### TASK PROMPT
An exact reproduction of the lines from the one with "pub fn cell_symbol(cell: &CellState)" to the end of the data below is required. No other lines may be included.

START EXCERPTED RECORDS

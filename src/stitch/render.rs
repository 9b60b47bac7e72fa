//! ASCII rendering of the cell grid for debugging

use super::cells::{CellGrid, CellState, RejectReason};
use tracing::info;

const LEGEND: &str = "\
OK           = 'X'
NO_SIGNAL    = ' '
OTHER_SIGNAL = 'O'
KEEPOUT      = 'K'
TRACK        = 'T'
PAD          = 'P'
DRAWING      = 'D'
STEP         = '-'";

pub fn cell_symbol(cell: &CellState) -> char {
    match cell {
        CellState::Empty => ' ',
        CellState::Candidate(_) => 'X',
        CellState::Rejected(reason) => match reason {
            RejectReason::OtherSignal => 'O',
            RejectReason::Keepout => 'K',
            RejectReason::Track => 'T',
            RejectReason::Pad => 'P',
            RejectReason::Drawing => 'D',
            RejectReason::Step => '-',
        },
    }
}

/// One text row per grid row, framed, without the legend
pub fn render_grid(grid: &CellGrid) -> String {
    let frame = "_".repeat(grid.width() + 2);
    let mut out = String::with_capacity((grid.width() + 3) * (grid.height() + 2));
    out.push_str(&frame);
    out.push('\n');
    for j in 0..grid.height() {
        out.push('|');
        for i in 0..grid.width() {
            out.push(cell_symbol(&grid.get(i, j)));
        }
        out.push_str("|\n");
    }
    out.push_str(&frame);
    out
}

/// Send the framed grid and legend to the log sink
pub fn log_grid(stage: &str, grid: &CellGrid) {
    info!(target: "via_stitch::grid", "{}:\n{}\n{}", stage, render_grid(grid), LEGEND);
}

END EXCERPTED RECORDS

### ANSWER BOX
pub fn cell_symbol(cell: &CellState) -> char {
    match cell {
        CellState::Empty => ' ',
        CellState::Candidate(_) => 'X',
        CellState::Rejected(reason) => match reason {
            RejectReason::OtherSignal => 'O',
            RejectReason::Keepout => 'K',
            RejectReason::Track => 'T',
            RejectReason::Pad => 'P',
            RejectReason::Drawing => 'D',
            RejectReason::Step => '-',
        },
    }
}

/// One text row per grid row, framed, without the legend
pub fn render_grid(grid: &CellGrid) -> String {
    let frame = "_".repeat(grid.width() + 2);
    let mut out = String::with_capacity((grid.width() + 3) * (grid.height() + 2));
    out.push_str(&frame);
    out.push('\n');
    for j in 0..grid.height() {
        out.push('|');
        for i in 0..grid.width() {
            out.push(cell_symbol(&grid.get(i, j)));
        }
        out.push_str("|\n");
    }
    out.push_str(&frame);
    out
}

/// Send the framed grid and legend to the log sink
pub fn log_grid(stage: &str, grid: &CellGrid) {
    info!(target: "via_stitch::grid", "{}:\n{}\n{}", stage, render_grid(grid), LEGEND);
}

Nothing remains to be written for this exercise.